Aim of the task –
Pull every "indicating" line out of the data below.

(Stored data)
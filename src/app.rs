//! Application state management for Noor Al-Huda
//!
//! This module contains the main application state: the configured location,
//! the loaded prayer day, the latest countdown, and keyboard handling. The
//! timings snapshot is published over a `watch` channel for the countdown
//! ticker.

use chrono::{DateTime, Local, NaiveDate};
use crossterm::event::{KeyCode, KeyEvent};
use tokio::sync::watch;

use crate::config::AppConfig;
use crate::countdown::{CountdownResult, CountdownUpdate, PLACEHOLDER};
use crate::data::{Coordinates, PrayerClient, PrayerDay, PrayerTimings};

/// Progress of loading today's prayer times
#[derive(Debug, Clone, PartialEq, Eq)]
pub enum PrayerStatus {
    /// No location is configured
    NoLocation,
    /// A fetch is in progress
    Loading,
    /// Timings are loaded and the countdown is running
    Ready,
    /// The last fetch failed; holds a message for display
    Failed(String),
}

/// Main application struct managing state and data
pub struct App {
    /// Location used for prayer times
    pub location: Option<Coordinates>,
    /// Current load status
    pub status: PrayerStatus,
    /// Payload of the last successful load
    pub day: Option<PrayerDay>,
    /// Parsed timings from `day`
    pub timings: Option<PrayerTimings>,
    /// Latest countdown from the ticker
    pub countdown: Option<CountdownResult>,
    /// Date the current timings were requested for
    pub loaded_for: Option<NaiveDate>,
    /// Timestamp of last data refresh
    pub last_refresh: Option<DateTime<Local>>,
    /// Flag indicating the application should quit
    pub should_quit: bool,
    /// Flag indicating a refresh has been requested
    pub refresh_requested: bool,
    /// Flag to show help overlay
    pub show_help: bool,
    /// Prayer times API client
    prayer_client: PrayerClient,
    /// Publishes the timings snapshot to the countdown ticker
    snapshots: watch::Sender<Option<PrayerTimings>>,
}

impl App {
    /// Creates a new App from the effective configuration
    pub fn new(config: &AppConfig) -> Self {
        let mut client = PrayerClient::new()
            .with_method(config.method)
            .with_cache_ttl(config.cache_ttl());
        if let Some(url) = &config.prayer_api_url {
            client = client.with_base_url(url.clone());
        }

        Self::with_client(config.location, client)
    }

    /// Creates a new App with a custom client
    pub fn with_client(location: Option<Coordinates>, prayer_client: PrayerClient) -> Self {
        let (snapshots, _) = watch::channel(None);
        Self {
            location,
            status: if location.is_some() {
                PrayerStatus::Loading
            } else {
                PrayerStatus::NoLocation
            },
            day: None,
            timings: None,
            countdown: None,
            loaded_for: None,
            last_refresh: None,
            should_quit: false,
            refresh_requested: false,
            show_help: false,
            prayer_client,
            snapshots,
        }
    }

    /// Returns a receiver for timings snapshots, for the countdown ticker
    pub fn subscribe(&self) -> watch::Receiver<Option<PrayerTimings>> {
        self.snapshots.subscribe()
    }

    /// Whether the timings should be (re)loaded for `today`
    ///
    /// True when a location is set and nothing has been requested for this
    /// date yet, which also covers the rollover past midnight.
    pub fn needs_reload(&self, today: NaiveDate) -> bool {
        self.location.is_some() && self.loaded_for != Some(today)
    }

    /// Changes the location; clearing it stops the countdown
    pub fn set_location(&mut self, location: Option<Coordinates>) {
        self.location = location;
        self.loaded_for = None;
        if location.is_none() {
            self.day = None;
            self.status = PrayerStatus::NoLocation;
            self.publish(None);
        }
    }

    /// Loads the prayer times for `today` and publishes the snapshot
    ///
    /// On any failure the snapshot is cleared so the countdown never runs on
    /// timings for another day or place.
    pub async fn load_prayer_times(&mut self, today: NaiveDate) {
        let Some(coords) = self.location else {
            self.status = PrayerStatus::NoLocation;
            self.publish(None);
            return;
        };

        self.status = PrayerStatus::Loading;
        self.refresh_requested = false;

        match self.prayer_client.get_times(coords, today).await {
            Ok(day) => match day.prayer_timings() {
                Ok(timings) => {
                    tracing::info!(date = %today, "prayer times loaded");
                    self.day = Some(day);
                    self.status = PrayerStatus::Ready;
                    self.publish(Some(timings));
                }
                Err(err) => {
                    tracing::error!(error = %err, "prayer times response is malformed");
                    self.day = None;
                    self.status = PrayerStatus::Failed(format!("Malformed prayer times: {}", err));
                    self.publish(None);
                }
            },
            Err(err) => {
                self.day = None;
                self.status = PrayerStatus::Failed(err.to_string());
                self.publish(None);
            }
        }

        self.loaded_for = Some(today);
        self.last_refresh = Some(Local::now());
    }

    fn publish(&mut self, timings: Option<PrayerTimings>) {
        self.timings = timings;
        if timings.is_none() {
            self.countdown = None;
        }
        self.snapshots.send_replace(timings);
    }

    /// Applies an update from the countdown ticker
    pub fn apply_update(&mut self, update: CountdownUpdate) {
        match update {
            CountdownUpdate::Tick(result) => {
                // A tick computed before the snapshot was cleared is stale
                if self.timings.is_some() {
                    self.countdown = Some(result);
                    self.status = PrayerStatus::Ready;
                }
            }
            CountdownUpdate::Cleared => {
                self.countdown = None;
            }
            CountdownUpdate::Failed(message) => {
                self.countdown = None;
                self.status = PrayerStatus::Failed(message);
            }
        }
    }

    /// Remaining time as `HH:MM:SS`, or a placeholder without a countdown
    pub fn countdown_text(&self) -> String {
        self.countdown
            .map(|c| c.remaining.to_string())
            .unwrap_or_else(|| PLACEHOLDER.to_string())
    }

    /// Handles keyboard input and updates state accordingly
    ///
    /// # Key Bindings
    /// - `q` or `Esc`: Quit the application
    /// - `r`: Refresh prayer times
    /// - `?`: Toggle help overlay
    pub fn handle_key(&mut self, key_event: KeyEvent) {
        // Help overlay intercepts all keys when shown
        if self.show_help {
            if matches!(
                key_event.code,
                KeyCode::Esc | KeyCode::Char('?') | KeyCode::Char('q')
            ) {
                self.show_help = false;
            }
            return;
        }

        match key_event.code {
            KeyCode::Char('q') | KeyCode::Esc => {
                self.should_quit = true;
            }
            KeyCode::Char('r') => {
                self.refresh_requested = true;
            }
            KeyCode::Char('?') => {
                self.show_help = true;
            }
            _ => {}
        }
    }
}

Response area –
    /// Flag indicating the application should quit
    /// Flag indicating a refresh has been requested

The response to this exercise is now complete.